* **What to do**
In the data below, locate each line with the word "installed" and list it.

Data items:
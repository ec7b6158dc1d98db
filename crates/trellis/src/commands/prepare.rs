//! Startup checks run before any command

use anyhow::Result;
use semver::Version;
use tracing::debug;
use trellis_command::CommandRunner;
use trellis_core::{CliConfig, ConfigLoader, Error, VERSION};
use trellis_exec::CORE_PACKAGE;
use trellis_package::{VersionResolver, VersionSource};

use crate::cli::Cli;
use crate::output;

/// Print the version, verify the environment and build the configuration
pub async fn run(cli: &Cli, loader: &ConfigLoader) -> Result<CliConfig> {
    output::info(&format!("trellis {}", VERSION));

    if !loader.user_home().exists() {
        return Err(Error::invalid_configuration(format!(
            "User home directory does not exist: {}",
            loader.user_home().display()
        ))
        .into());
    }

    loader.load_dotenv()?;

    let mut config = loader
        .load()?
        .with_target_path(cli.target_path.clone())
        .with_registry(cli.registry.clone());
    if cli.debug {
        config = config.with_log_level("debug");
    }
    debug!("CLI home: {}", config.home_path.display());

    CommandRunner::from_config(&config)?.check_runtime()?;

    if let Some(latest) = check_cli_update(&config).await {
        output::warning(&format!(
            "trellis {} is available (current version {}), please update",
            latest, VERSION
        ));
    }

    Ok(config)
}

/// Newer published CLI version, if any
///
/// Registry failures are logged and read as "no update".
pub async fn check_cli_update(config: &CliConfig) -> Option<String> {
    let resolver = match VersionResolver::new(config) {
        Ok(resolver) => resolver,
        Err(e) => {
            debug!("Skipping update check: {}", e);
            return None;
        }
    };

    match resolver.latest_version(CORE_PACKAGE).await {
        Ok(latest) => newer_than(&latest, VERSION).then_some(latest),
        Err(e) => {
            debug!("Update check failed: {}", e);
            None
        }
    }
}

fn newer_than(candidate: &str, current: &str) -> bool {
    match (Version::parse(candidate), Version::parse(current)) {
        (Ok(candidate), Ok(current)) => candidate > current,
        _ => false,
    }
}
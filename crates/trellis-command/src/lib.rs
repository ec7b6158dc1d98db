//! Command lifecycle for Trellis CLI
//!
//! Provides:
//! - The [`Command`] trait every dispatched command implements
//! - [`CommandRunner`], driving a command through its ordered stages
//! - Positional/options argument splitting
//! - Plugin loading: resolving an installed package's entry point to a runnable command

pub mod args;
pub mod lifecycle;
pub mod loader;
pub mod plugin;

pub use args::{split_args, CommandArgs, CommandOptions};
pub use lifecycle::{Command, CommandRunner, LifecycleStage};
pub use loader::{CommandLoader, ExternalCommand, LoadRequest, ProcessLoader};
pub use plugin::PluginArgs;
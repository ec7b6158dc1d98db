//! The init command

use async_trait::async_trait;
use console::style;
use std::path::{Path, PathBuf};
use std::sync::Arc;
use tracing::{debug, info};
use trellis_command::{Command, CommandArgs};
use trellis_core::{CliConfig, Error, Result};
use trellis_package::{
    Installer, ManagedPackage, ManagedPackageOptions, RegistryInstaller, VersionResolver,
    VersionSource,
};

use crate::catalogue::{TemplateCatalogue, TemplateInfo};
use crate::project::{
    empty_dir, is_dir_empty, validate_project_name, validate_version, ProjectInfo, ProjectType,
    DEFAULT_PROJECT_VERSION,
};
use crate::prompt::Prompter;

/// Directory inside a template package copied into the project
pub const TEMPLATE_DIR: &str = "template";

/// Scaffolds a project from a catalogue template
pub struct InitCommand {
    config: CliConfig,
    cwd: PathBuf,
    project_name: Option<String>,
    force: bool,
    prompter: Box<dyn Prompter>,
    catalogue: TemplateCatalogue,
    templates: Vec<TemplateInfo>,
    resolver: Arc<dyn VersionSource>,
    installer: Arc<dyn Installer>,
}

impl InitCommand {
    /// Init command working in the process's current directory
    pub fn new(config: CliConfig, prompter: Box<dyn Prompter>) -> Result<Self> {
        let cwd = std::env::current_dir()?;
        let resolver = VersionResolver::new(&config)?;
        let installer = RegistryInstaller::new(resolver.clone());
        let catalogue = TemplateCatalogue::new(&config)?;

        Ok(Self {
            config,
            cwd,
            project_name: None,
            force: false,
            prompter,
            catalogue,
            templates: Vec::new(),
            resolver: Arc::new(resolver),
            installer: Arc::new(installer),
        })
    }

    /// Scaffold into `cwd` instead of the current directory
    pub fn with_cwd(mut self, cwd: impl Into<PathBuf>) -> Self {
        self.cwd = cwd.into();
        self
    }

    pub fn project_name(&self) -> Option<&str> {
        self.project_name.as_deref()
    }

    pub fn force(&self) -> bool {
        self.force
    }

    /// Check the working directory and collect the project details
    ///
    /// Returns `None` for component scaffolds, which have no template yet.
    pub async fn prepare(&mut self) -> Result<Option<ProjectInfo>> {
        self.templates = self.catalogue.fetch().await?;
        debug!("{} templates available", self.templates.len());

        if !is_dir_empty(&self.cwd)? {
            let mut force = self.force;
            if !force {
                force = self.prompter.confirm(
                    "The current directory is not empty. Create the project anyway?",
                    false,
                )?;
            }

            if force {
                let confirmed = self.prompter.confirm(
                    "This removes every file in the current directory. Continue?",
                    false,
                )?;
                if confirmed {
                    info!("Emptying {}", self.cwd.display());
                    empty_dir(&self.cwd)?;
                }
            }
        }

        self.project_info()
    }

    fn project_info(&mut self) -> Result<Option<ProjectInfo>> {
        let types: Vec<String> = ProjectType::ALL
            .iter()
            .map(|t| t.label().to_string())
            .collect();
        let choice = self.prompter.select("Select a type", &types, 0)?;
        let project_type = *ProjectType::ALL
            .get(choice)
            .ok_or_else(|| Error::prompt(format!("no project type at index {}", choice)))?;
        debug!("Create type: {:?}", project_type);

        if project_type == ProjectType::Component {
            return Ok(None);
        }

        if self.templates.is_empty() {
            return Err(Error::template_not_found("no project templates are published"));
        }
        let names: Vec<String> = self.templates.iter().map(|t| t.name.clone()).collect();
        let choice = self.prompter.select("Select a project template", &names, 0)?;
        let template_key = self
            .templates
            .get(choice)
            .map(|t| t.key.clone())
            .ok_or_else(|| Error::prompt(format!("no project template at index {}", choice)))?;

        let project_name = self.prompter.input(
            "Project name",
            self.project_name.as_deref(),
            &|value| {
                if validate_project_name(value) {
                    Ok(())
                } else {
                    Err("Project name is not valid".to_string())
                }
            },
        )?;

        let description = self.prompter.input("Description", None, &|_| Ok(()))?;

        let raw_version = self.prompter.input(
            "Version",
            Some(DEFAULT_PROJECT_VERSION),
            &|value| match validate_version(value) {
                Some(_) => Ok(()),
                None => Err("Version is not valid semver".to_string()),
            },
        )?;
        let version = validate_version(&raw_version).unwrap_or(raw_version);

        Ok(Some(ProjectInfo {
            project_type,
            template_key,
            project_name,
            description,
            version,
        }))
    }

    /// Install (or update) the template package in the template store
    pub async fn download_template(&self, info: &ProjectInfo) -> Result<ManagedPackage> {
        let template = TemplateCatalogue::find(&self.templates, &info.template_key)?;

        let mut package = ManagedPackage::new(
            ManagedPackageOptions {
                target_path: self.config.templates_dir(),
                store_dir: Some(self.config.template_store_dir()),
                package_name: template.package_name.clone(),
                package_version: template.version.clone(),
            },
            self.resolver.clone(),
            self.installer.clone(),
        )?;

        if package.exists().await? {
            package.update().await?;
        } else {
            package.install().await?;
        }

        Ok(package)
    }

    /// Copy the template files into the working directory
    pub fn install_template(&self, package: &ManagedPackage) -> Result<usize> {
        debug!("Template cache: {}", package.package_dir().display());
        debug!("Current path: {}", self.cwd.display());
        std::fs::create_dir_all(&self.cwd)?;
        package.copy_to(TEMPLATE_DIR, &self.cwd)
    }

    pub fn cwd(&self) -> &Path {
        &self.cwd
    }
}

#[async_trait]
impl Command for InitCommand {
    fn name(&self) -> &str {
        "init"
    }

    async fn init(&mut self, args: &CommandArgs) -> Result<()> {
        self.project_name = args.positional(0).map(str::to_string);
        self.force = args.options.flag("force");
        debug!(
            "projectName: {:?}, force: {}",
            self.project_name, self.force
        );
        Ok(())
    }

    async fn exec(&mut self) -> Result<()> {
        let Some(info) = self.prepare().await? else {
            println!("{} Nothing to scaffold for components yet", style("ℹ").blue().bold());
            return Ok(());
        };

        println!("{}", serde_json::to_string_pretty(&info)?);

        let package = self.download_template(&info).await?;
        let copied = self.install_template(&package)?;

        println!(
            "{} Created {} from {}@{} ({} files)",
            style("✓").green().bold(),
            info.project_name,
            package.package_name(),
            package.package_version(),
            copied
        );
        Ok(())
    }
}
//! Template catalogue client

use serde::{Deserialize, Serialize};
use std::time::Duration;
use tracing::debug;
use trellis_core::{CliConfig, Error, Result};

/// Catalogue entry describing one template package
#[derive(Debug, Clone, PartialEq, Serialize, Deserialize)]
#[serde(rename_all = "camelCase")]
pub struct TemplateInfo {
    /// Stable identifier used for selection
    pub key: String,

    /// Display name
    pub name: String,

    pub package_name: String,

    /// Version to install, a concrete version or `latest`
    #[serde(default)]
    pub version: String,
}

/// Client for the `/template` endpoint of the Trellis API
#[derive(Debug, Clone)]
pub struct TemplateCatalogue {
    client: reqwest::Client,
    base_url: String,
}

impl TemplateCatalogue {
    pub fn new(config: &CliConfig) -> Result<Self> {
        let client = reqwest::Client::builder()
            .user_agent(&config.user_agent)
            .timeout(Duration::from_secs(config.http_timeout_secs))
            .build()
            .map_err(|e| {
                Error::invalid_configuration(format!("Failed to create HTTP client: {}", e))
            })?;

        Ok(Self {
            client,
            base_url: config.request_base_url.clone(),
        })
    }

    pub fn base_url(&self) -> &str {
        &self.base_url
    }

    fn url(&self) -> String {
        format!("{}/template", self.base_url.trim_end_matches('/'))
    }

    /// Fetch every available template
    pub async fn fetch(&self) -> Result<Vec<TemplateInfo>> {
        let url = self.url();
        debug!("Fetching template catalogue from: {}", url);

        let response = self
            .client
            .get(&url)
            .send()
            .await
            .map_err(|e| Error::request(&url, e))?;

        let status = response.status();
        if !status.is_success() {
            return Err(Error::request(&url, format!("HTTP {}", status)));
        }

        response
            .json::<Vec<TemplateInfo>>()
            .await
            .map_err(|e| Error::request(&url, e))
    }

    /// Catalogue entry for a key
    pub fn find<'a>(templates: &'a [TemplateInfo], key: &str) -> Result<&'a TemplateInfo> {
        templates
            .iter()
            .find(|t| t.key == key)
            .ok_or_else(|| Error::template_not_found(key))
    }
}
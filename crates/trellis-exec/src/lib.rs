//! Command dispatch for Trellis CLI
//!
//! Maps command names to registry packages and runs them: the package is
//! installed or updated in the shared store, its entry point resolved and the
//! loaded command driven through its lifecycle.

pub mod dispatcher;
pub mod registry;

pub use dispatcher::{DispatchOutcome, Dispatcher};
pub use registry::{CommandRegistry, CORE_PACKAGE, INIT_PACKAGE};
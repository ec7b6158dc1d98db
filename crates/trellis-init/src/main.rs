//! trellis-init - entry point of the `@trellis-cli/init` command package
//!
//! Started by the Trellis CLI as `trellis-init [projectName] --options <json>`
//! with the CLI configuration exported through `TRELLIS_*` variables.

use clap::Parser;
use console::style;
use std::process::ExitCode;
use tracing_subscriber::{fmt, prelude::*, EnvFilter};
use trellis_command::{CommandRunner, PluginArgs};
use trellis_core::{ConfigLoader, Result};
use trellis_init::{DialoguerPrompter, InitCommand};

#[tokio::main]
async fn main() -> ExitCode {
    let _ = rustls::crypto::aws_lc_rs::default_provider().install_default();

    let args = PluginArgs::parse();

    let level = std::env::var("TRELLIS_LOG_LEVEL").unwrap_or_else(|_| "info".to_string());
    let verbose = matches!(level.as_str(), "debug" | "verbose" | "trace");
    tracing_subscriber::registry()
        .with(fmt::layer().with_target(false))
        .with(EnvFilter::new(if verbose { "debug" } else { "info" }))
        .init();

    match run(args).await {
        Ok(()) => ExitCode::SUCCESS,
        Err(e) => {
            eprintln!("{} {}", style("✗").red().bold(), e);
            if verbose {
                eprintln!("{:?}", e);
            }
            ExitCode::FAILURE
        }
    }
}

async fn run(args: PluginArgs) -> Result<()> {
    let config = ConfigLoader::new()?.load()?;
    let argv = args.into_argv()?;

    let mut command = InitCommand::new(config.clone(), Box::new(DialoguerPrompter))?;
    let mut runner = CommandRunner::from_config(&config)?;
    runner.run(&mut command, argv).await
}
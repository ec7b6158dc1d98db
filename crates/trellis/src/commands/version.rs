//! Version command
//!
//! Reports the running build together with where it is published and the
//! runtime floor commands are dispatched under.

use anyhow::Result;
use serde::Serialize;
use trellis_core::{CliConfig, VERSION};
use trellis_exec::CORE_PACKAGE;

use crate::cli::VersionArgs;

#[derive(Debug, Clone, Serialize)]
#[serde(rename_all = "camelCase")]
pub struct VersionInfo {
    pub version: String,

    /// Registry package the CLI is published as
    pub package: String,

    /// Registry queried for commands and self-update checks
    pub registry: String,

    /// Minimum host version enforced before dispatch
    pub min_runtime_version: String,

    pub commit: Option<String>,
    pub build_date: Option<String>,
    pub target: Option<String>,
}

impl VersionInfo {
    pub fn new(config: &CliConfig) -> Self {
        Self {
            version: VERSION.to_string(),
            package: CORE_PACKAGE.to_string(),
            registry: config.registry.clone(),
            min_runtime_version: config.min_runtime_version.clone(),
            commit: option_env!("GIT_SHA").map(String::from),
            build_date: option_env!("BUILD_DATE").map(String::from),
            target: option_env!("TARGET").map(String::from),
        }
    }

    /// One-line summary, e.g. `@trellis-cli/core 0.3.0 (abc1234)`
    pub fn summary(&self) -> String {
        match &self.commit {
            Some(commit) => format!("{} {} ({})", self.package, self.version, commit),
            None => format!("{} {}", self.package, self.version),
        }
    }
}

pub fn run(args: &VersionArgs, config: &CliConfig) -> Result<()> {
    let info = VersionInfo::new(config);

    if args.json {
        println!("{}", serde_json::to_string_pretty(&info)?);
        return Ok(());
    }

    println!("{}", info.summary());
    println!("Registry: {}", info.registry);
    println!("Minimum runtime: {}", info.min_runtime_version);
    if let Some(target) = &info.target {
        println!("Target: {}", target);
    }
    if let Some(date) = &info.build_date {
        println!("Build date: {}", date);
    }

    Ok(())
}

* **Answer box**
//! - Plugin loading: resolving an installed package's entry point to a runnable command
//! installed or updated in the shared store, its entry point resolved and the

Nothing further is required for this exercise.